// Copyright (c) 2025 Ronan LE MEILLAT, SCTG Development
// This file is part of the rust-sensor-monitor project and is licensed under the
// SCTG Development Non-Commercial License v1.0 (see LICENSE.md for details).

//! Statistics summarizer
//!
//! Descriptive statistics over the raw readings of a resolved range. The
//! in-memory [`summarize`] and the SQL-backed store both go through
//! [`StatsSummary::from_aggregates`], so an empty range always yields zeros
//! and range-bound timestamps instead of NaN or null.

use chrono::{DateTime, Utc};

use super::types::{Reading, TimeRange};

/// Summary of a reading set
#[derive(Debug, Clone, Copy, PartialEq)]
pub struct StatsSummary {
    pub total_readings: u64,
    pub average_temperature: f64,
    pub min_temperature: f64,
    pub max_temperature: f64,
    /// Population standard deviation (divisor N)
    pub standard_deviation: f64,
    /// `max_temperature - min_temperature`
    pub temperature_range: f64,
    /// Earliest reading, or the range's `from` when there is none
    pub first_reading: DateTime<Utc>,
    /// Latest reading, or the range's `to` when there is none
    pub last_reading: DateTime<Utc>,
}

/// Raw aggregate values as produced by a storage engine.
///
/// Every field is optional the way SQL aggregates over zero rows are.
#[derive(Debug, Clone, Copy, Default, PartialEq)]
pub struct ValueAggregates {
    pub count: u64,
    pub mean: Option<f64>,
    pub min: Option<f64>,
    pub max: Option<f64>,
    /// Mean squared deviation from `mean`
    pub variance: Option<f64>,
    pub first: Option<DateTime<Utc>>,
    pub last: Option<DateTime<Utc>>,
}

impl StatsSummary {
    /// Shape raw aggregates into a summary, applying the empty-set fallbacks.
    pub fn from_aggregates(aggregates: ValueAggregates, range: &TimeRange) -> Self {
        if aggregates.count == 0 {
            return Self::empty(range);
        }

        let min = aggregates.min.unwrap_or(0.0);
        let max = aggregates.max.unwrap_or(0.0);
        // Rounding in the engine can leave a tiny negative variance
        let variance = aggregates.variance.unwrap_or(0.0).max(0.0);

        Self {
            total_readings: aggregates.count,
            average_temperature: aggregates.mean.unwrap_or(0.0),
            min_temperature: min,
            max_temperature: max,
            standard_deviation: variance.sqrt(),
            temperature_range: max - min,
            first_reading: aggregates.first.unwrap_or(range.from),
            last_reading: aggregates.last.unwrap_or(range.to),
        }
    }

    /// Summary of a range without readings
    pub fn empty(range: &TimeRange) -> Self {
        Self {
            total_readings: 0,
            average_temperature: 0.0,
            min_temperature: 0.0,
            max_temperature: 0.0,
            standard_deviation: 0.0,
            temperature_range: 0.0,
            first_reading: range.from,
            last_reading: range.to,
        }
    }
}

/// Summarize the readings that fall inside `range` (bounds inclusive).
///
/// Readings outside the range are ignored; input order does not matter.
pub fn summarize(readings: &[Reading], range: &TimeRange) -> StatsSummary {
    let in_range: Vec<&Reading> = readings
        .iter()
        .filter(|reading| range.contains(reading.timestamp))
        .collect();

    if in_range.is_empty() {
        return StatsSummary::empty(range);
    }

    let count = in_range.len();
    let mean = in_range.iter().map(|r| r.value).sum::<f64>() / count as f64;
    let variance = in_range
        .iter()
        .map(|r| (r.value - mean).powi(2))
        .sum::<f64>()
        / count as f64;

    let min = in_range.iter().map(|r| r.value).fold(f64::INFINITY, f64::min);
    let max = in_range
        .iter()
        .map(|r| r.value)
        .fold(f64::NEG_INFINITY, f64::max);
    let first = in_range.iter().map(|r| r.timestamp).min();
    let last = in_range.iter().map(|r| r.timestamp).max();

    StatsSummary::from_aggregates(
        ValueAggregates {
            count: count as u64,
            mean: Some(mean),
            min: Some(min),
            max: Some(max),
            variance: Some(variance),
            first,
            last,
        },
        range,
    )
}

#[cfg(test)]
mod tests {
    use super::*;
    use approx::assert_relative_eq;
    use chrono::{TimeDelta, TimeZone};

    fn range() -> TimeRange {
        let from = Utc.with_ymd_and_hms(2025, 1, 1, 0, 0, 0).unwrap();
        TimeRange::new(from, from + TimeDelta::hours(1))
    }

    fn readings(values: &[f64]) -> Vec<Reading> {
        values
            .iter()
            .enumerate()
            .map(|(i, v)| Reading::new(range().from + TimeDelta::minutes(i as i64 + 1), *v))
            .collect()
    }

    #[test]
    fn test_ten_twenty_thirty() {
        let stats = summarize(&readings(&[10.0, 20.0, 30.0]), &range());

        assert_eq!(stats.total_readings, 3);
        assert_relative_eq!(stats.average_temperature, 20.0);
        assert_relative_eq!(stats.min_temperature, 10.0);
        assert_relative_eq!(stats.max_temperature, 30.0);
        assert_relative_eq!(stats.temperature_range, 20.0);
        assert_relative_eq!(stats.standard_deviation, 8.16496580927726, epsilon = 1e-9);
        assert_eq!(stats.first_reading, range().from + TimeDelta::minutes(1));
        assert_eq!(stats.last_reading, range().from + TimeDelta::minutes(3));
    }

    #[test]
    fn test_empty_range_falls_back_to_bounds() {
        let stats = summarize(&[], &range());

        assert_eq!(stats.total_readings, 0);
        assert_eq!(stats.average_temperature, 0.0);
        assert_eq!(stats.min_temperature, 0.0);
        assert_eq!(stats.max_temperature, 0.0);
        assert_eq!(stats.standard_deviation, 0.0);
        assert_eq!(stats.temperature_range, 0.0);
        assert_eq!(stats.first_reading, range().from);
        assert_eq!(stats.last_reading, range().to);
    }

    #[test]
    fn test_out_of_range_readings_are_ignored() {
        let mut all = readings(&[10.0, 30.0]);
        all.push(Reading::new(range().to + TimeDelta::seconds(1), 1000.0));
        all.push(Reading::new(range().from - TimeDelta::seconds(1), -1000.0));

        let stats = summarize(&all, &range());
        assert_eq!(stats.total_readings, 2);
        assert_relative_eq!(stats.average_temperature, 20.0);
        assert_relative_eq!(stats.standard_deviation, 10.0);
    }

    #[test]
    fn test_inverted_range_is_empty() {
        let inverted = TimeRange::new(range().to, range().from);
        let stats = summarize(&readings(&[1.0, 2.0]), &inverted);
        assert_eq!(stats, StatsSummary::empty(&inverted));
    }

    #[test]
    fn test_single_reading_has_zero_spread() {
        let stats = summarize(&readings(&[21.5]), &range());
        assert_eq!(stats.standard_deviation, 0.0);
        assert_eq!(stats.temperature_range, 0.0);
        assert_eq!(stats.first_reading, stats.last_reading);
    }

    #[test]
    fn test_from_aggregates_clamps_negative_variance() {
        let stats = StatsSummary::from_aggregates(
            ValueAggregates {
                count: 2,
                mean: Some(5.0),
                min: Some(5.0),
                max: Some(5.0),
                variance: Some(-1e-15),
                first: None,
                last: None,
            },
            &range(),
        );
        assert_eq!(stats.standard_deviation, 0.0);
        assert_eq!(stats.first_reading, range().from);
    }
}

- EXERCISE DESCRIPTION: Repeat the entire listing exactly.

- YOUR SOLUTION:
// Copyright (c) 2025 Ronan LE MEILLAT, SCTG Development
// This file is part of the rust-sensor-monitor project and is licensed under the
// SCTG Development Non-Commercial License v1.0 (see LICENSE.md for details).

//! Statistics summarizer
//!
//! Descriptive statistics over the raw readings of a resolved range. The
//! in-memory [`summarize`] and the SQL-backed store both go through
//! [`StatsSummary::from_aggregates`], so an empty range always yields zeros
//! and range-bound timestamps instead of NaN or null.

use chrono::{DateTime, Utc};

use super::types::{Reading, TimeRange};

/// Summary of a reading set
#[derive(Debug, Clone, Copy, PartialEq)]
pub struct StatsSummary {
    pub total_readings: u64,
    pub average_temperature: f64,
    pub min_temperature: f64,
    pub max_temperature: f64,
    /// Population standard deviation (divisor N)
    pub standard_deviation: f64,
    /// `max_temperature - min_temperature`
    pub temperature_range: f64,
    /// Earliest reading, or the range's `from` when there is none
    pub first_reading: DateTime<Utc>,
    /// Latest reading, or the range's `to` when there is none
    pub last_reading: DateTime<Utc>,
}

/// Raw aggregate values as produced by a storage engine.
///
/// Every field is optional the way SQL aggregates over zero rows are.
#[derive(Debug, Clone, Copy, Default, PartialEq)]
pub struct ValueAggregates {
    pub count: u64,
    pub mean: Option<f64>,
    pub min: Option<f64>,
    pub max: Option<f64>,
    /// Mean squared deviation from `mean`
    pub variance: Option<f64>,
    pub first: Option<DateTime<Utc>>,
    pub last: Option<DateTime<Utc>>,
}

impl StatsSummary {
    /// Shape raw aggregates into a summary, applying the empty-set fallbacks.
    pub fn from_aggregates(aggregates: ValueAggregates, range: &TimeRange) -> Self {
        if aggregates.count == 0 {
            return Self::empty(range);
        }

        let min = aggregates.min.unwrap_or(0.0);
        let max = aggregates.max.unwrap_or(0.0);
        // Rounding in the engine can leave a tiny negative variance
        let variance = aggregates.variance.unwrap_or(0.0).max(0.0);

        Self {
            total_readings: aggregates.count,
            average_temperature: aggregates.mean.unwrap_or(0.0),
            min_temperature: min,
            max_temperature: max,
            standard_deviation: variance.sqrt(),
            temperature_range: max - min,
            first_reading: aggregates.first.unwrap_or(range.from),
            last_reading: aggregates.last.unwrap_or(range.to),
        }
    }

    /// Summary of a range without readings
    pub fn empty(range: &TimeRange) -> Self {
        Self {
            total_readings: 0,
            average_temperature: 0.0,
            min_temperature: 0.0,
            max_temperature: 0.0,
            standard_deviation: 0.0,
            temperature_range: 0.0,
            first_reading: range.from,
            last_reading: range.to,
        }
    }
}

/// Summarize the readings that fall inside `range` (bounds inclusive).
///
/// Readings outside the range are ignored; input order does not matter.
pub fn summarize(readings: &[Reading], range: &TimeRange) -> StatsSummary {
    let in_range: Vec<&Reading> = readings
        .iter()
        .filter(|reading| range.contains(reading.timestamp))
        .collect();

    if in_range.is_empty() {
        return StatsSummary::empty(range);
    }

    let count = in_range.len();
    let mean = in_range.iter().map(|r| r.value).sum::<f64>() / count as f64;
    let variance = in_range
        .iter()
        .map(|r| (r.value - mean).powi(2))
        .sum::<f64>()
        / count as f64;

    let min = in_range.iter().map(|r| r.value).fold(f64::INFINITY, f64::min);
    let max = in_range
        .iter()
        .map(|r| r.value)
        .fold(f64::NEG_INFINITY, f64::max);
    let first = in_range.iter().map(|r| r.timestamp).min();
    let last = in_range.iter().map(|r| r.timestamp).max();

    StatsSummary::from_aggregates(
        ValueAggregates {
            count: count as u64,
            mean: Some(mean),
            min: Some(min),
            max: Some(max),
            variance: Some(variance),
            first,
            last,
        },
        range,
    )
}

#[cfg(test)]
mod tests {
    use super::*;
    use approx::assert_relative_eq;
    use chrono::{TimeDelta, TimeZone};

    fn range() -> TimeRange {
        let from = Utc.with_ymd_and_hms(2025, 1, 1, 0, 0, 0).unwrap();
        TimeRange::new(from, from + TimeDelta::hours(1))
    }

    fn readings(values: &[f64]) -> Vec<Reading> {
        values
            .iter()
            .enumerate()
            .map(|(i, v)| Reading::new(range().from + TimeDelta::minutes(i as i64 + 1), *v))
            .collect()
    }

    #[test]
    fn test_ten_twenty_thirty() {
        let stats = summarize(&readings(&[10.0, 20.0, 30.0]), &range());

        assert_eq!(stats.total_readings, 3);
        assert_relative_eq!(stats.average_temperature, 20.0);
        assert_relative_eq!(stats.min_temperature, 10.0);
        assert_relative_eq!(stats.max_temperature, 30.0);
        assert_relative_eq!(stats.temperature_range, 20.0);
        assert_relative_eq!(stats.standard_deviation, 8.16496580927726, epsilon = 1e-9);
        assert_eq!(stats.first_reading, range().from + TimeDelta::minutes(1));
        assert_eq!(stats.last_reading, range().from + TimeDelta::minutes(3));
    }

    #[test]
    fn test_empty_range_falls_back_to_bounds() {
        let stats = summarize(&[], &range());

        assert_eq!(stats.total_readings, 0);
        assert_eq!(stats.average_temperature, 0.0);
        assert_eq!(stats.min_temperature, 0.0);
        assert_eq!(stats.max_temperature, 0.0);
        assert_eq!(stats.standard_deviation, 0.0);
        assert_eq!(stats.temperature_range, 0.0);
        assert_eq!(stats.first_reading, range().from);
        assert_eq!(stats.last_reading, range().to);
    }

    #[test]
    fn test_out_of_range_readings_are_ignored() {
        let mut all = readings(&[10.0, 30.0]);
        all.push(Reading::new(range().to + TimeDelta::seconds(1), 1000.0));
        all.push(Reading::new(range().from - TimeDelta::seconds(1), -1000.0));

        let stats = summarize(&all, &range());
        assert_eq!(stats.total_readings, 2);
        assert_relative_eq!(stats.average_temperature, 20.0);
        assert_relative_eq!(stats.standard_deviation, 10.0);
    }

    #[test]
    fn test_inverted_range_is_empty() {
        let inverted = TimeRange::new(range().to, range().from);
        let stats = summarize(&readings(&[1.0, 2.0]), &inverted);
        assert_eq!(stats, StatsSummary::empty(&inverted));
    }

    #[test]
    fn test_single_reading_has_zero_spread() {
        let stats = summarize(&readings(&[21.5]), &range());
        assert_eq!(stats.standard_deviation, 0.0);
        assert_eq!(stats.temperature_range, 0.0);
        assert_eq!(stats.first_reading, stats.last_reading);
    }

    #[test]
    fn test_from_aggregates_clamps_negative_variance() {
        let stats = StatsSummary::from_aggregates(
            ValueAggregates {
                count: 2,
                mean: Some(5.0),
                min: Some(5.0),
                max: Some(5.0),
                variance: Some(-1e-15),
                first: None,
                last: None,
            },
            &range(),
        );
        assert_eq!(stats.standard_deviation, 0.0);
        assert_eq!(stats.first_reading, range().from);
    }
}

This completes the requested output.